The new regulations mark a new chapter in insurance sector in Oman since local companies are able to withstand competition by strengthening their financial, technical and human resources. With the new regulation, as many as eight locally incorporated insurance companies, including a reinsurance firm, will have to offer shares to investing public within three years to comply with the regulation.
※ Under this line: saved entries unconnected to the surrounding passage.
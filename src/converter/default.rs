//! The top-level converter.
//!
//! Primitive type families are converted inline; everything else goes
//! through the [`Registry`].

use serde::Deserialize;
use std::borrow::Cow;

use super::{Converter, Registry, TYPE_NULL, TYPE_UNKNOWN, TypeFamily, normalize_type, parse_bool};
use crate::context::ConverterContext;
use crate::error::{ConvertError, ConvertResult};
use crate::types::ValueConverter;
use crate::value::{RawValue, Value, host};

/// What to do when the registry has no converter for a type.
#[derive(Debug, Clone, Copy, Default, PartialEq, Eq, Deserialize)]
#[serde(rename_all = "snake_case")]
pub enum FallbackMode {
    /// Propagate the conversion error.
    #[default]
    Strict,
    /// Legacy behaviour: cast the value to text.
    StringCast,
}

pub struct DefaultConverter {
    registry: Registry,
    fallback: FallbackMode,
}

impl Default for DefaultConverter {
    fn default() -> Self {
        Self::new()
    }
}

impl DefaultConverter {
    pub fn new() -> Self {
        Self::with_registry(Registry::new())
    }

    pub fn with_registry(registry: Registry) -> Self {
        Self {
            registry,
            fallback: FallbackMode::Strict,
        }
    }

    pub fn fallback(mut self, mode: FallbackMode) -> Self {
        self.fallback = mode;
        self
    }

    pub fn fallback_mode(&self) -> FallbackMode {
        self.fallback
    }

    pub fn register(&mut self, converter: impl ValueConverter + 'static) {
        self.registry.register(converter);
    }

    pub fn registry(&self) -> &Registry {
        &self.registry
    }

    /// Whether a registry error may be replaced by a string cast.
    fn falls_back(&self, err: &ConvertError) -> bool {
        self.fallback == FallbackMode::StringCast
            && matches!(
                err,
                ConvertError::UnsupportedType(_) | ConvertError::UnsupportedHostType { .. }
            )
    }
}

impl Converter for DefaultConverter {
    fn from_sql(
        &self,
        sql_type: &str,
        value: RawValue<'_>,
        host_type: Option<&str>,
        ctx: &ConverterContext<'_>,
    ) -> ConvertResult<Value> {
        let sql_type = normalize_type(sql_type);
        let family = TypeFamily::of(&sql_type);
        let text = match value {
            RawValue::Null => return Ok(Value::Null),
            RawValue::Binary(bytes) if family == Some(TypeFamily::Binary) => {
                return Ok(Value::Bytes(bytes.to_vec()));
            }
            RawValue::Binary(bytes) => ctx.decode_text(bytes)?,
            RawValue::Text(text) => Cow::Borrowed(text),
        };

        if host_type == Some(host::STRING) || sql_type == TYPE_UNKNOWN {
            return Ok(Value::String(text.into_owned()));
        }
        if sql_type == TYPE_NULL {
            return Ok(Value::Null);
        }

        if let Some(family) = family {
            tracing::trace!("Fast path {:?} for '{}'", family, sql_type);
            return read_primitive(family, &sql_type, &text);
        }

        match self.registry.from_sql(&sql_type, &text, host_type, ctx) {
            Err(err) if self.falls_back(&err) => {
                tracing::warn!("No converter for '{}', reading as text: {}", sql_type, err);
                Ok(Value::String(text.into_owned()))
            }
            result => result,
        }
    }

    fn to_sql(
        &self,
        value: &Value,
        sql_type: &str,
        host_type: Option<&str>,
        ctx: &ConverterContext<'_>,
    ) -> ConvertResult<Option<String>> {
        if value.is_null() {
            return Ok(None);
        }

        let mut sql_type = normalize_type(sql_type);
        if sql_type == TYPE_UNKNOWN {
            sql_type = self.guess_type(value, ctx);
        }
        if sql_type == TYPE_NULL {
            return Ok(None);
        }

        if let Some(family) = TypeFamily::of(&sql_type) {
            tracing::trace!("Fast path {:?} for '{}'", family, sql_type);
            return write_primitive(family, &sql_type, value).map(Some);
        }

        match self.registry.to_sql(&sql_type, value, host_type, ctx) {
            Err(err) if self.falls_back(&err) => {
                tracing::warn!("No converter for '{}', writing as text: {}", sql_type, err);
                Ok(Some(value.to_string()))
            }
            result => result,
        }
    }

    fn guess_type(&self, value: &Value, ctx: &ConverterContext<'_>) -> String {
        let guess = match value {
            Value::Null => TYPE_NULL,
            Value::Int(_) | Value::String(_) => "varchar",
            Value::Bool(_) => "bool",
            Value::Float(_) => "numeric",
            Value::DateTime(_) => "timestamptz",
            Value::Bytes(_) => "bytea",
            other => {
                let guess = self.registry.guess_type(other, ctx);
                return if guess == TYPE_UNKNOWN {
                    "varchar".to_string()
                } else {
                    guess
                };
            }
        };
        guess.to_string()
    }

    fn is_type_supported(&self, sql_type: &str, ctx: &ConverterContext<'_>) -> bool {
        let sql_type = normalize_type(sql_type);
        TypeFamily::of(&sql_type).is_some() || self.registry.is_type_supported(&sql_type, ctx)
    }
}

fn read_primitive(family: TypeFamily, sql_type: &str, text: &str) -> ConvertResult<Value> {
    let value = match family {
        TypeFamily::Integer => text
            .trim()
            .parse::<i64>()
            .map(Value::Int)
            .map_err(|e| ConvertError::invalid(sql_type, text, e.to_string()))?,
        TypeFamily::Character => Value::String(text.to_string()),
        TypeFamily::Numeric => text
            .trim()
            .parse::<f64>()
            .map(Value::Float)
            .map_err(|e| ConvertError::invalid(sql_type, text, e.to_string()))?,
        TypeFamily::Boolean => Value::Bool(parse_bool(text)),
        TypeFamily::Json => serde_json::from_str(text)
            .map(Value::Json)
            .map_err(|e| ConvertError::invalid(sql_type, text, e.to_string()))?,
        #[cfg(feature = "uuid")]
        TypeFamily::Uuid => uuid::Uuid::parse_str(text.trim())
            .map(Value::Uuid)
            .map_err(|e| ConvertError::invalid(sql_type, text, e.to_string()))?,
        #[cfg(not(feature = "uuid"))]
        TypeFamily::Uuid => Value::String(text.to_string()),
        TypeFamily::Binary => Value::Bytes(decode_bytea(sql_type, text)?),
    };
    Ok(value)
}

fn write_primitive(family: TypeFamily, sql_type: &str, value: &Value) -> ConvertResult<String> {
    let unsupported = || ConvertError::host(value.host_type(), sql_type);
    let text = match (family, value) {
        (TypeFamily::Integer, Value::Int(i)) => i.to_string(),
        (TypeFamily::Integer, Value::Bool(b)) => if *b { "1" } else { "0" }.to_string(),
        (TypeFamily::Integer, Value::Float(f)) if f.is_finite() && f.fract() == 0.0 => {
            // 2^63 is exactly representable; anything at or above it saturates.
            if *f < i64::MIN as f64 || *f >= i64::MAX as f64 {
                return Err(ConvertError::invalid(sql_type, f.to_string(), "out of integer range"));
            }
            (*f as i64).to_string()
        }
        (TypeFamily::Integer, Value::String(s)) => s
            .trim()
            .parse::<i64>()
            .map(|i| i.to_string())
            .map_err(|e| ConvertError::invalid(sql_type, s, e.to_string()))?,

        (TypeFamily::Character, Value::String(s)) => s.clone(),
        (TypeFamily::Character, Value::Int(i)) => i.to_string(),
        (TypeFamily::Character, Value::Float(f)) => format_float(*f),
        (TypeFamily::Character, Value::Bool(b)) => format_bool(*b),
        (TypeFamily::Character, Value::Json(json)) => json.to_string(),
        #[cfg(feature = "uuid")]
        (TypeFamily::Character, Value::Uuid(u)) => u.hyphenated().to_string(),
        (TypeFamily::Character, Value::Bytes(bytes)) => String::from_utf8(bytes.clone())
            .map_err(|e| ConvertError::invalid(sql_type, "<binary>", e.to_string()))?,

        (TypeFamily::Numeric, Value::Float(f)) => format_float(*f),
        (TypeFamily::Numeric, Value::Int(i)) => i.to_string(),
        (TypeFamily::Numeric, Value::String(s)) => {
            s.trim()
                .parse::<f64>()
                .map_err(|e| ConvertError::invalid(sql_type, s, e.to_string()))?;
            s.trim().to_string()
        }

        (TypeFamily::Boolean, Value::Bool(b)) => format_bool(*b),
        (TypeFamily::Boolean, Value::Int(i)) => format_bool(*i != 0),
        (TypeFamily::Boolean, Value::String(s)) => format_bool(parse_bool(s)),

        (TypeFamily::Json, other) => serde_json::to_string(&other.to_json())
            .map_err(|e| ConvertError::invalid(sql_type, other.to_string(), e.to_string()))?,

        #[cfg(feature = "uuid")]
        (TypeFamily::Uuid, Value::Uuid(u)) => u.hyphenated().to_string(),
        #[cfg(feature = "uuid")]
        (TypeFamily::Uuid, Value::String(s)) => uuid::Uuid::parse_str(s.trim())
            .map(|u| u.hyphenated().to_string())
            .map_err(|e| ConvertError::invalid(sql_type, s, e.to_string()))?,
        #[cfg(not(feature = "uuid"))]
        (TypeFamily::Uuid, Value::String(s)) => s.clone(),

        (TypeFamily::Binary, Value::Bytes(bytes)) => encode_bytea(bytes),
        (TypeFamily::Binary, Value::String(s)) => encode_bytea(s.as_bytes()),

        _ => return Err(unsupported()),
    };
    Ok(text)
}

fn format_bool(value: bool) -> String {
    if value { "t" } else { "f" }.to_string()
}

fn format_float(value: f64) -> String {
    if value.is_nan() {
        "NaN".to_string()
    } else if value.is_infinite() {
        if value > 0.0 { "Infinity" } else { "-Infinity" }.to_string()
    } else {
        value.to_string()
    }
}

/// PostgreSQL hex escape form: `\x` followed by two hex digits per byte.
fn encode_bytea(bytes: &[u8]) -> String {
    let mut out = String::with_capacity(2 + bytes.len() * 2);
    out.push_str("\\x");
    for byte in bytes {
        out.push_str(&format!("{:02x}", byte));
    }
    out
}

fn decode_bytea(sql_type: &str, text: &str) -> ConvertResult<Vec<u8>> {
    let Some(hex) = text.strip_prefix("\\x") else {
        return Ok(text.as_bytes().to_vec());
    };
    if hex.len() % 2 != 0 {
        return Err(ConvertError::invalid(sql_type, text, "odd number of hex digits"));
    }
    (0..hex.len())
        .step_by(2)
        .map(|i| {
            hex.get(i..i + 2)
                .and_then(|pair| u8::from_str_radix(pair, 16).ok())
                .ok_or_else(|| ConvertError::invalid(sql_type, text, "invalid hex digit"))
        })
        .collect()
}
The national insurance firms that are expected to float shares on the local bourse are Al Ahlia Insurance Company, Muscat Insurance, Muscat Life Insurance, National Life Insurance, Oman & Qatar Insurance, Falcon Insurance and Vision Insurance. Although Falcon has announced its plans for an initial public offering, it was postponed due to the sluggish trend on the market. The insurance watchdog is now focusing on regulating insurance brokers in the country and has already unveiled a draft regulation for insurance firms, which include management of credit facilities between clients and brokerage firms, minimum capital requirements and separation of direct brokerage businesses from re-insurance businesses. The whole idea of the new regulation is to protect the interest of policy holders, besides enhancing the efficiency and role of these intermediaries, who are playing a vital role in the sector.
Of late, several insurance brokerage firms have been fined by Capital Market Authority for delay in submitting financial results and incomplete disclosure of information. Both foreign and local insurance brokerage firms have been either asked to pay fine or given warning for non-compliance of regulations. The market regulator wants to ensure fairness and protection for all participants.